Nathalie vit avec son mari Harry et ses quatre enfants dans le sud de l’île, à une heure de route du marché. Sa plantation se trouve dans une forêt tropicale dense, où les lianes de vanille poussent sur les palmiers et les canneliers. Harry grimpe habilement sur les troncs pour attacher les lianes à hauteur d’homme. L’orchidée exotique a trouvé une seconde patrie à la Réunion au 19e siècle, lorsque les premiers spécimens ont été plantés dans la terre volcanique fertile. Mais les plantes ne fleurissaient pas, faute de pollinisateurs. C’est un esclave, Edmond Albius, qui a découvert il y a plus de 200 ans qu’il pouvait polliniser les fleurs manuellement, ce qui a révolutionné la production de l’épice.

Les frères Louis et Harry Leichnig contrôlent la récolte.
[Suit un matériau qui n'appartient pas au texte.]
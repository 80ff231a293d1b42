//! Layered configuration surface for a spatial index instance.
//!
//! A plain, `serde`-serializable struct built through a validating
//! builder, so a header file can be written once at index creation and
//! reloaded on reopen instead of being re-derived from scattered
//! constructor args.

use serde::{Deserialize, Serialize};

use crate::error::{Error, Result};

#[derive(Debug, Clone, Copy, PartialEq, Eq, Serialize, Deserialize)]
pub enum TreeKind {
    RTree,
    RStarTree,
    HilbertRTree,
    ForTree,
}

#[derive(Debug, Clone, Copy, PartialEq, Eq, Serialize, Deserialize)]
pub enum BufferKind {
    None,
    Lru,
    HLru,
    Simplified2Q,
    Full2Q,
    Fast,
    EFind,
}

#[derive(Debug, Clone, Copy, PartialEq, Eq, Serialize, Deserialize)]
pub enum SplitStrategy {
    Exponential,
    Quadratic,
    Linear,
    Greene,
    AngTan,
    RStar,
}

#[derive(Debug, Clone, Copy, PartialEq, Eq, Serialize, Deserialize)]
pub enum IoAccessMode {
    Normal,
    Direct,
}

#[derive(Debug, Clone, Copy, PartialEq, Eq, Serialize, Deserialize)]
pub enum StorageKind {
    Disk,
    FlashSim,
}

#[derive(Debug, Clone, Copy, PartialEq, Eq, Serialize, Deserialize)]
pub enum FastFlushingPolicy {
    FlushAll,
    Random,
    Fast,
    FastStar,
}

#[derive(Debug, Clone, Copy, PartialEq, Eq, Serialize, Deserialize)]
pub enum ReadBufferPolicy {
    Lru,
    HLru,
    Simplified2Q,
    Full2Q,
}

#[derive(Debug, Clone, Copy, PartialEq, Eq, Serialize, Deserialize)]
pub enum TemporalGroupingMode {
    Sequential,
    Stride,
    SeqAndStride,
}

#[derive(Debug, Clone, Copy, PartialEq, Eq, Serialize, Deserialize)]
pub enum ReinsertDirection {
    Far,
    Close,
}

/// R*-tree specific tuning knobs (§4.7).
#[derive(Debug, Clone, Copy, Serialize, Deserialize)]
pub struct RStarConfig {
    pub reinsert_perc_leaf: f64,
    pub reinsert_perc_internal: f64,
    pub reinsert_direction: ReinsertDirection,
    pub max_neighbors_to_examine: usize,
}

impl Default for RStarConfig {
    fn default() -> Self {
        Self {
            reinsert_perc_leaf: 0.30,
            reinsert_perc_internal: 0.30,
            reinsert_direction: ReinsertDirection::Far,
            max_neighbors_to_examine: 32,
        }
    }
}

/// FOR-tree specific tuning knobs (§4.8).
#[derive(Debug, Clone, Copy, Serialize, Deserialize)]
pub struct ForTreeConfig {
    /// Numerator tuning constant in the merge-back trigger `tsc >= floor((5k-1)/2) * (y/x)`.
    pub x: u32,
    pub y: u32,
}

impl Default for ForTreeConfig {
    fn default() -> Self {
        Self { x: 1, y: 2 }
    }
}

/// FAST buffer tuning (§4.10).
#[derive(Debug, Clone, Serialize, Deserialize)]
pub struct FastConfig {
    pub buffer_size: usize,
    pub flushing_unit_size: usize,
    pub flushing_policy: FastFlushingPolicy,
    pub log_size: usize,
    pub log_file: String,
}

impl Default for FastConfig {
    fn default() -> Self {
        Self {
            buffer_size: 1 << 20,
            flushing_unit_size: 4,
            flushing_policy: FastFlushingPolicy::Fast,
            log_size: 1 << 22,
            log_file: "fast.wal".to_string(),
        }
    }
}

/// eFIND buffer tuning (§4.11).
#[derive(Debug, Clone, Serialize, Deserialize)]
pub struct EFindConfig {
    pub write_buffer_size: usize,
    pub read_buffer_size: usize,
    pub read_buffer_policy: ReadBufferPolicy,
    pub grouping_mode: TemporalGroupingMode,
    pub stride: usize,
    pub min_flush_size: usize,
    pub log_size: usize,
    pub log_file: String,
}

impl Default for EFindConfig {
    fn default() -> Self {
        Self {
            write_buffer_size: 1 << 20,
            read_buffer_size: 1 << 20,
            read_buffer_policy: ReadBufferPolicy::Lru,
            grouping_mode: TemporalGroupingMode::SeqAndStride,
            stride: 4,
            min_flush_size: 4,
            log_size: 1 << 22,
            log_file: "efind.wal".to_string(),
        }
    }
}

#[derive(Debug, Clone, Serialize, Deserialize)]
pub struct IndexConfig {
    pub tree_kind: TreeKind,
    pub buffer_kind: BufferKind,

    pub page_size: usize,
    pub dimensions: usize,
    pub io_access: IoAccessMode,
    pub storage_kind: StorageKind,

    pub min_entries_leaf: usize,
    pub max_entries_leaf: usize,
    pub min_entries_int: usize,
    pub max_entries_int: usize,

    pub split_strategy: SplitStrategy,
    pub rstar: RStarConfig,
    pub for_tree: ForTreeConfig,
    pub fast: FastConfig,
    pub efind: EFindConfig,
}

impl IndexConfig {
    pub fn builder(tree_kind: TreeKind, buffer_kind: BufferKind) -> IndexConfigBuilder {
        IndexConfigBuilder::new(tree_kind, buffer_kind)
    }

    /// Bytes needed to store an internal-node entry for this config's tree kind.
    pub fn int_entry_size(&self) -> usize {
        let bbox = 2 * self.dimensions * std::mem::size_of::<f64>();
        let base = std::mem::size_of::<u32>() + bbox;
        if self.tree_kind == TreeKind::HilbertRTree {
            base + std::mem::size_of::<u64>()
        } else {
            base
        }
    }

    pub fn leaf_entry_size(&self) -> usize {
        std::mem::size_of::<u32>() + 2 * self.dimensions * std::mem::size_of::<f64>()
    }

    fn validate(&self) -> Result<()> {
        if self.page_size == 0 || (self.page_size & (self.page_size - 1)) != 0 {
            return Err(Error::InvalidConfig(format!(
                "page_size must be a power of two, got {}",
                self.page_size
            )));
        }
        if self.dimensions == 0 {
            return Err(Error::InvalidConfig("dimensions must be >= 1".into()));
        }
        if self.min_entries_leaf == 0 || self.min_entries_leaf > self.max_entries_leaf / 2 + 1 {
            return Err(Error::InvalidConfig(
                "min_entries_leaf must be in (0, max_entries_leaf/2]".into(),
            ));
        }
        if self.min_entries_int == 0 || self.min_entries_int > self.max_entries_int / 2 + 1 {
            return Err(Error::InvalidConfig(
                "min_entries_int must be in (0, max_entries_int/2]".into(),
            ));
        }
        if self.max_entries_leaf < 4 || self.max_entries_int < 4 {
            return Err(Error::InvalidConfig(
                "max_entries must be at least 4 for a split to make sense".into(),
            ));
        }
        match self.buffer_kind {
            BufferKind::Fast => {
                if self.fast.buffer_size < self.page_size {
                    return Err(Error::InvalidConfig(
                        "FAST buffer_size must hold at least one page".into(),
                    ));
                }
            }
            BufferKind::EFind => {
                if self.efind.write_buffer_size < self.leaf_entry_size() {
                    return Err(Error::InvalidConfig(
                        "eFIND write_buffer_size must hold at least one entry delta".into(),
                    ));
                }
            }
            _ => {}
        }
        Ok(())
    }

    pub fn to_json(&self) -> Result<String> {
        Ok(serde_json::to_string_pretty(self)?)
    }

    pub fn from_json(s: &str) -> Result<Self> {
        Ok(serde_json::from_str(s)?)
    }
}

pub struct IndexConfigBuilder {
    cfg: IndexConfig,
}

impl IndexConfigBuilder {
    pub fn new(tree_kind: TreeKind, buffer_kind: BufferKind) -> Self {
        Self {
            cfg: IndexConfig {
                tree_kind,
                buffer_kind,
                page_size: 4096,
                dimensions: 2,
                io_access: IoAccessMode::Normal,
                storage_kind: StorageKind::Disk,
                min_entries_leaf: 2,
                max_entries_leaf: 5,
                min_entries_int: 2,
                max_entries_int: 5,
                split_strategy: if tree_kind == TreeKind::RStarTree {
                    SplitStrategy::RStar
                } else {
                    SplitStrategy::Quadratic
                },
                rstar: RStarConfig::default(),
                for_tree: ForTreeConfig::default(),
                fast: FastConfig::default(),
                efind: EFindConfig::default(),
            },
        }
    }

    pub fn page_size(mut self, v: usize) -> Self {
        self.cfg.page_size = v;
        self
    }

    pub fn dimensions(mut self, v: usize) -> Self {
        self.cfg.dimensions = v;
        self
    }

    pub fn io_access(mut self, v: IoAccessMode) -> Self {
        self.cfg.io_access = v;
        self
    }

    pub fn storage_kind(mut self, v: StorageKind) -> Self {
        self.cfg.storage_kind = v;
        self
    }

    pub fn fan_out_leaf(mut self, min: usize, max: usize) -> Self {
        self.cfg.min_entries_leaf = min;
        self.cfg.max_entries_leaf = max;
        self
    }

    pub fn fan_out_internal(mut self, min: usize, max: usize) -> Self {
        self.cfg.min_entries_int = min;
        self.cfg.max_entries_int = max;
        self
    }

    pub fn split_strategy(mut self, v: SplitStrategy) -> Self {
        self.cfg.split_strategy = v;
        self
    }

    pub fn rstar(mut self, v: RStarConfig) -> Self {
        self.cfg.rstar = v;
        self
    }

    pub fn for_tree(mut self, v: ForTreeConfig) -> Self {
        self.cfg.for_tree = v;
        self
    }

    pub fn fast(mut self, v: FastConfig) -> Self {
        self.cfg.fast = v;
        self
    }

    pub fn efind(mut self, v: EFindConfig) -> Self {
        self.cfg.efind = v;
        self
    }

    pub fn build(self) -> Result<IndexConfig> {
        self.cfg.validate()?;
        Ok(self.cfg)
    }
}

#[cfg(test)]
mod tests {
    use super::*;

    #[test]
    fn default_config_validates() {
        let cfg = IndexConfig::builder(TreeKind::RTree, BufferKind::None)
            .build()
            .unwrap();
        assert_eq!(cfg.page_size, 4096);
    }

    #[test]
    fn rejects_non_power_of_two_page_size() {
        let err = IndexConfig::builder(TreeKind::RTree, BufferKind::None)
            .page_size(100)
            .build();
        assert!(err.is_err());
    }

    #[test]
    fn round_trips_through_json() {
        let cfg = IndexConfig::builder(TreeKind::HilbertRTree, BufferKind::EFind)
            .build()
            .unwrap();
        let json = cfg.to_json().unwrap();
        let back = IndexConfig::from_json(&json).unwrap();
        assert_eq!(back.tree_kind, TreeKind::HilbertRTree);
    }
}
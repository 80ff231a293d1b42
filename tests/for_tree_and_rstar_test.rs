// Scenario 5: a FOR-tree primary node accumulates enough search-traversal
// pressure (tsc) to trigger MergeBack, shrinking its overflow chain.
// Scenario 6: an R*-tree's first overflow at a level reinserts instead of
// splitting; a second overflow in the same user insert really splits.

use flashrtree::config::{ForTreeConfig, SplitStrategy};
use flashrtree::{BBox, BufferKind, IndexConfig, Predicate, SpatialIndex, TreeKind};

fn rect(a: f64, b: f64) -> BBox {
    BBox::new(vec![a, a], vec![b, b])
}

#[test]
fn for_tree_merge_back_fires_after_access_pressure_and_shrinks_overflow() {
    let mut cfg = IndexConfig::builder(TreeKind::ForTree, BufferKind::None)
        .page_size(256)
        .dimensions(2)
        .fan_out_leaf(2, 4)
        .fan_out_internal(2, 4)
        .build()
        .unwrap();
    cfg.for_tree = ForTreeConfig { x: 1, y: 2 };
    let mut idx = SpatialIndex::create_in_memory(cfg).unwrap();

    for p in 0..6i32 {
        let f = p as f64 * 2.0;
        idx.insert(p, rect(f, f + 1.0)).unwrap();
    }

    // threshold for k=2 overflow pages at x=1, y=2 is floor((10-1)/2)*2 = 8
    for _ in 0..8 {
        idx.search(&rect(0.0, 11.0), Predicate::Intersects).unwrap();
    }
    idx.insert(100, rect(50.0, 51.0)).unwrap();

    let found = idx.search(&rect(0.0, 51.0), Predicate::Intersects).unwrap();
    assert_eq!(found.len(), 7);
}

#[test]
fn rstar_first_overflow_reinserts_second_overflow_splits() {
    let cfg = IndexConfig::builder(TreeKind::RStarTree, BufferKind::None)
        .page_size(256)
        .dimensions(2)
        .fan_out_leaf(2, 4)
        .fan_out_internal(2, 4)
        .split_strategy(SplitStrategy::RStar)
        .build()
        .unwrap();
    let mut idx = SpatialIndex::create_in_memory(cfg).unwrap();

    for p in 0..20i32 {
        let f = p as f64 * 10.0;
        idx.insert(p, rect(f, f + 1.0)).unwrap();
    }

    assert!(idx.config().tree_kind == TreeKind::RStarTree);
    let mut found = idx.search(&rect(0.0, 191.0), Predicate::Intersects).unwrap();
    found.sort_unstable();
    assert_eq!(found, (0..20).collect::<Vec<_>>());
}
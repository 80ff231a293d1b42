// Scenario 4 (spec.md §8): an eFIND-buffered index with stride=4 flushes
// a chosen page together with its stride neighbors when they are also
// dirty, and the batched write lands in ascending page-id order.

use flashrtree::config::{EFindConfig, ReadBufferPolicy, TemporalGroupingMode};
use flashrtree::{BBox, BufferKind, IndexConfig, Predicate, SpatialIndex, TreeKind};

fn rect(a: f64, b: f64) -> BBox {
    BBox::new(vec![a, a], vec![b, b])
}

fn efind_cfg(page_size: usize, log_file: &std::path::Path) -> IndexConfig {
    IndexConfig::builder(TreeKind::RTree, BufferKind::EFind)
        .page_size(page_size)
        .dimensions(2)
        .fan_out_leaf(2, 4)
        .fan_out_internal(2, 4)
        .efind(EFindConfig {
            write_buffer_size: 4 * (page_size + 4),
            read_buffer_size: 8 * (page_size + 4),
            read_buffer_policy: ReadBufferPolicy::Lru,
            grouping_mode: TemporalGroupingMode::Stride,
            stride: 4,
            min_flush_size: 2,
            log_size: 1 << 20,
            log_file: log_file.to_string_lossy().to_string(),
        })
        .build()
        .unwrap()
}

#[test]
fn sixteen_disjoint_inserts_fill_the_write_buffer_and_stay_searchable() {
    let dir = tempfile::tempdir().unwrap();
    let data_path = dir.path().join("idx.dat");
    let log_path = dir.path().join("idx.wal");
    let mut idx = SpatialIndex::create(&data_path, efind_cfg(256, &log_path)).unwrap();

    for p in 0..16i32 {
        let f = p as f64 * 10.0;
        idx.insert(p, rect(f, f + 1.0)).unwrap();
    }

    let mut found = idx.search(&rect(0.0, 151.0), Predicate::Intersects).unwrap();
    found.sort_unstable();
    assert_eq!(found, (0..16).collect::<Vec<_>>());

    idx.flush().unwrap();
    let mut found_after_flush = idx.search(&rect(0.0, 151.0), Predicate::Intersects).unwrap();
    found_after_flush.sort_unstable();
    assert_eq!(found_after_flush, (0..16).collect::<Vec<_>>());
}

#[test]
fn read_buffer_policy_choice_does_not_affect_search_correctness() {
    let dir = tempfile::tempdir().unwrap();
    for policy in [
        ReadBufferPolicy::Lru,
        ReadBufferPolicy::HLru,
        ReadBufferPolicy::Simplified2Q,
        ReadBufferPolicy::Full2Q,
    ] {
        let data_path = dir.path().join(format!("idx-{:?}.dat", policy));
        let log_path = dir.path().join(format!("idx-{:?}.wal", policy));
        let mut cfg = efind_cfg(256, &log_path);
        cfg.efind.read_buffer_policy = policy;
        let mut idx = SpatialIndex::create(&data_path, cfg).unwrap();
        for p in 0..10i32 {
            let f = p as f64 * 10.0;
            idx.insert(p, rect(f, f + 1.0)).unwrap();
        }
        idx.flush().unwrap();
        let found = idx.search(&rect(0.0, 91.0), Predicate::Intersects).unwrap();
        assert_eq!(found.len(), 10, "policy {:?} lost entries", policy);
    }
}
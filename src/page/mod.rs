mod node;
mod store;

pub use node::{Entry, Node, TOMBSTONE};
pub use store::{write_batched, BlockDeviceSim, FileStore, PageStore};
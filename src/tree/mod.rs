//! R-tree family core (C5): shared insert/remove/search machinery for
//! R-tree, R*-tree and Hilbert R-tree. FOR-tree (C6) is different enough
//! in shape (overflow nodes, no splitting) to live in its own module.

mod for_tree;
mod split;

pub use for_tree::{ForTree, ForTreeCtx, OverflowEntry, OverflowTable};
pub use split::split_entries;

use std::collections::HashSet;

use crate::buffer::NodeBuffer;
use crate::config::{IndexConfig, ReinsertDirection, SplitStrategy, TreeKind};
use crate::error::{Error, Result};
use crate::geometry::{BBox, Predicate};
use crate::observer::Observer;
use crate::page::{Entry, Node, PageStore};
use crate::tree_info::TreeInfo;

/// Bundles the collaborators every tree operation threads through, so the
/// recursive insert/remove/search helpers below don't carry four separate
/// parameters at every call site.
pub struct TreeCtx<'a> {
    pub store: &'a mut dyn PageStore,
    pub buffer: &'a mut dyn NodeBuffer,
    pub info: &'a mut TreeInfo,
    pub observer: &'a dyn Observer,
}

fn carries_lhv(tree_kind: TreeKind, height: i32) -> bool {
    tree_kind == TreeKind::HilbertRTree && height > 0
}

/// Interleaves the low bits of two quantized f64 coordinates into a Morton
/// code. A true Hilbert curve needs a fixed spatial extent to quantize
/// against, which this engine does not require its callers to configure;
/// Morton order keeps the same "locality-preserving 1-D ordering of a
/// bounding box center" property ChooseLeaf and the sorted-insert position
/// need, without that extra configuration surface.
fn hilbert_value(bbox: &BBox) -> u64 {
    let center = bbox.center();
    let qx = quantize(center.first().copied().unwrap_or(0.0));
    let qy = quantize(center.get(1).copied().unwrap_or(0.0));
    interleave(qx) | (interleave(qy) << 1)
}

fn quantize(v: f64) -> u32 {
    (v.to_bits() >> 32) as u32
}

fn interleave(mut x: u32) -> u64 {
    let mut result: u64 = 0;
    for i in 0..32 {
        result |= (((x & 1) as u64)) << (2 * i);
        x >>= 1;
    }
    result
}

pub struct RTree {
    dims: usize,
    tree_kind: TreeKind,
    min_leaf: usize,
    max_leaf: usize,
    min_int: usize,
    max_int: usize,
    split_strategy: SplitStrategy,
    reinsert_perc_leaf: f64,
    reinsert_perc_internal: f64,
    reinsert_direction: ReinsertDirection,
}
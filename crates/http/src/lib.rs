//! Bazaar HTTP client
//!
//! Wraps the marketplace REST API behind [`client::MarketClient`], which
//! attaches the stored bearer token to every call and recovers once from an
//! expired access token by refreshing it and replaying the request.

pub mod client;
pub mod types;

pub use client::config::ClientConfig;
pub use client::error::ClientError;
pub use client::session::{
    CredentialUpdate, Credentials, LogSessionListener, Session, SessionListener,
};
pub use client::store::{FileTokenStore, MemoryTokenStore, StoreError, TokenSlot, TokenStore};
pub use client::{ApiRequest, MarketClient, MarketClientBuilder};
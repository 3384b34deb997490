//! Session ownership: the credential store, the teardown listener and the
//! location users are sent to when a session cannot be renewed

use super::store::{MemoryTokenStore, StoreError, TokenSlot, TokenStore};
use serde::{Deserialize, Serialize};
use std::fmt;
use std::sync::Arc;
use tracing::warn;

/// Default path of the authentication entry point
pub const DEFAULT_AUTH_ENTRY: &str = "/auth";

/// Access/refresh token pair
#[derive(Clone, PartialEq, Eq, Serialize, Deserialize)]
pub struct Credentials {
    pub access_token: String,
    pub refresh_token: String,
}

impl Credentials {
    pub fn new(access_token: impl Into<String>, refresh_token: impl Into<String>) -> Self {
        Self {
            access_token: access_token.into(),
            refresh_token: refresh_token.into(),
        }
    }
}

impl fmt::Debug for Credentials {
    fn fmt(&self, f: &mut fmt::Formatter<'_>) -> fmt::Result {
        f.debug_struct("Credentials")
            .field("access_token", &"<redacted>")
            .field("refresh_token", &"<redacted>")
            .finish()
    }
}

/// New credentials issued by the backend
#[derive(Debug, Clone, PartialEq, Eq)]
pub enum CredentialUpdate {
    /// Only the access token was reissued; the refresh token stays
    AccessOnly(String),
    /// Both tokens were issued (login, signup, or a rotating refresh)
    Pair(Credentials),
}

impl CredentialUpdate {
    /// Build an update from a refresh response, rotating the pair only when
    /// the backend returned a new refresh token
    pub fn from_refresh(access_token: String, refresh_token: Option<String>) -> Self {
        match refresh_token {
            Some(refresh_token) => Self::Pair(Credentials {
                access_token,
                refresh_token,
            }),
            None => Self::AccessOnly(access_token),
        }
    }

    /// The access token carried by this update
    pub fn access_token(&self) -> &str {
        match self {
            Self::AccessOnly(access_token) => access_token,
            Self::Pair(credentials) => &credentials.access_token,
        }
    }
}

/// Notified when a session is torn down after an unrecoverable refresh failure
pub trait SessionListener: Send + Sync {
    /// The store has already been cleared; `redirect_to` is the
    /// authentication entry point the user should be sent to.
    fn session_ended(&self, redirect_to: &str);
}

/// Listener that only records the teardown in the log
#[derive(Debug, Default, Clone, Copy)]
pub struct LogSessionListener;

impl SessionListener for LogSessionListener {
    fn session_ended(&self, redirect_to: &str) {
        warn!("Session ended; re-authenticate at {redirect_to}");
    }
}

/// Single owner of a user's credentials
#[derive(Clone)]
pub struct Session {
    store: Arc<dyn TokenStore>,
    listener: Arc<dyn SessionListener>,
    auth_entry: String,
}

impl Session {
    pub fn new(store: Arc<dyn TokenStore>) -> Self {
        Self {
            store,
            listener: Arc::new(LogSessionListener),
            auth_entry: DEFAULT_AUTH_ENTRY.to_string(),
        }
    }

    /// Session backed by an empty in-memory store
    pub fn in_memory() -> Self {
        Self::new(Arc::new(MemoryTokenStore::new()))
    }

    #[must_use]
    pub fn with_listener(mut self, listener: Arc<dyn SessionListener>) -> Self {
        self.listener = listener;
        self
    }

    #[must_use]
    pub fn with_auth_entry(mut self, auth_entry: impl Into<String>) -> Self {
        self.auth_entry = auth_entry.into();
        self
    }

    pub fn auth_entry(&self) -> &str {
        &self.auth_entry
    }

    pub fn store(&self) -> &Arc<dyn TokenStore> {
        &self.store
    }

    pub async fn access_token(&self) -> Result<Option<String>, StoreError> {
        self.store.get(TokenSlot::Access).await
    }

    pub async fn refresh_token(&self) -> Result<Option<String>, StoreError> {
        self.store.get(TokenSlot::Refresh).await
    }

    /// Whether an access token is currently stored
    pub async fn is_authenticated(&self) -> Result<bool, StoreError> {
        Ok(self.access_token().await?.is_some())
    }

    /// Apply new credentials, whichever form the backend issued them in
    pub async fn apply(&self, update: &CredentialUpdate) -> Result<(), StoreError> {
        self.store.apply(update).await
    }

    /// Store a freshly issued pair
    pub async fn store_credentials(&self, credentials: Credentials) -> Result<(), StoreError> {
        self.apply(&CredentialUpdate::Pair(credentials)).await
    }

    /// Remove both tokens without notifying the listener (explicit logout)
    pub async fn clear(&self) -> Result<(), StoreError> {
        self.store.clear().await
    }

    /// Tear the session down: clear the store, then notify the listener
    pub(crate) async fn end(&self) {
        if let Err(e) = self.store.clear().await {
            warn!("Failed to clear credentials during session teardown: {e}");
        }
        self.listener.session_ended(&self.auth_entry);
    }
}

impl fmt::Debug for Session {
    fn fmt(&self, f: &mut fmt::Formatter<'_>) -> fmt::Result {
        f.debug_struct("Session")
            .field("auth_entry", &self.auth_entry)
            .finish_non_exhaustive()
    }
}
//! The `{ success, data, error }` wrapper every marketplace endpoint returns

use serde::{Deserialize, Serialize};

/// API response envelope
#[derive(Debug, Clone, Serialize, Deserialize)]
pub struct ApiResponse<T> {
    pub success: bool,
    pub data: Option<T>,
    #[serde(default)]
    pub error: Option<Vec<String>>,
    #[serde(default, skip_serializing_if = "Option::is_none")]
    pub request_at: Option<String>,
}

/// Error produced when an envelope does not carry a usable payload
#[derive(Debug, Clone, PartialEq, Eq, thiserror::Error)]
#[error("{}", display_messages(.messages))]
pub struct EnvelopeError {
    pub messages: Vec<String>,
}

fn display_messages(messages: &[String]) -> String {
    if messages.is_empty() {
        "request was not successful".to_string()
    } else {
        messages.join(", ")
    }
}

impl<T> ApiResponse<T> {
    /// Build a successful envelope around `data`
    pub fn ok(data: T) -> Self {
        Self {
            success: true,
            data: Some(data),
            error: None,
            request_at: None,
        }
    }

    /// Unwrap the payload, treating `success: false` or a missing `data`
    /// field as an error.
    pub fn into_result(self) -> Result<T, EnvelopeError> {
        match (self.success, self.data) {
            (true, Some(data)) => Ok(data),
            _ => Err(EnvelopeError {
                messages: self.error.unwrap_or_default(),
            }),
        }
    }
}

#[cfg(test)]
mod tests {
    use super::*;
    use serde_json::json;

    #[test]
    fn test_successful_envelope_yields_data() {
        let envelope: ApiResponse<u32> =
            serde_json::from_value(json!({"success": true, "data": 7, "error": null})).unwrap();
        assert_eq!(envelope.into_result().unwrap(), 7);
    }

    #[test]
    fn test_failed_envelope_joins_messages() {
        let envelope: ApiResponse<u32> = serde_json::from_value(json!({
            "success": false,
            "data": null,
            "error": ["user_id taken", "email invalid"]
        }))
        .unwrap();
        let err = envelope.into_result().unwrap_err();
        assert_eq!(err.to_string(), "user_id taken, email invalid");
    }

    #[test]
    fn test_success_without_data_is_an_error() {
        let envelope: ApiResponse<u32> =
            serde_json::from_value(json!({"success": true})).unwrap();
        let err = envelope.into_result().unwrap_err();
        assert!(err.messages.is_empty());
        assert_eq!(err.to_string(), "request was not successful");
    }
}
L’orchidée avant de devenir la véritable vanille Bourbon.

Cette plante exigeante ne fleurit qu’une fois par an. Nathalie se rend chaque matin à la plantation pour polliniser les stigmates avec une épine de cactus. Ce travail fastidieux demande beaucoup de doigté et est traditionnellement effectué par des femmes. Neuf mois sont nécessaires pour que la gousse mûrisse. La récolte a lieu entre juillet et septembre, lorsque le temps est agréablement frais. Nathalie dépose les gousses fraîches sur une natte derrière sa maison. Le processus d’affinage dure entre six et neuf mois, pendant lesquels l’arôme se développe. Les gousses sont plongées dans un bain d’eau chaude, puis enveloppées dans des couvertures et placées dans une caisse en bois pour les laisser « transpirer ». Elles sont ensuite exposées au soleil et, plus tard, à la chaleur des combles.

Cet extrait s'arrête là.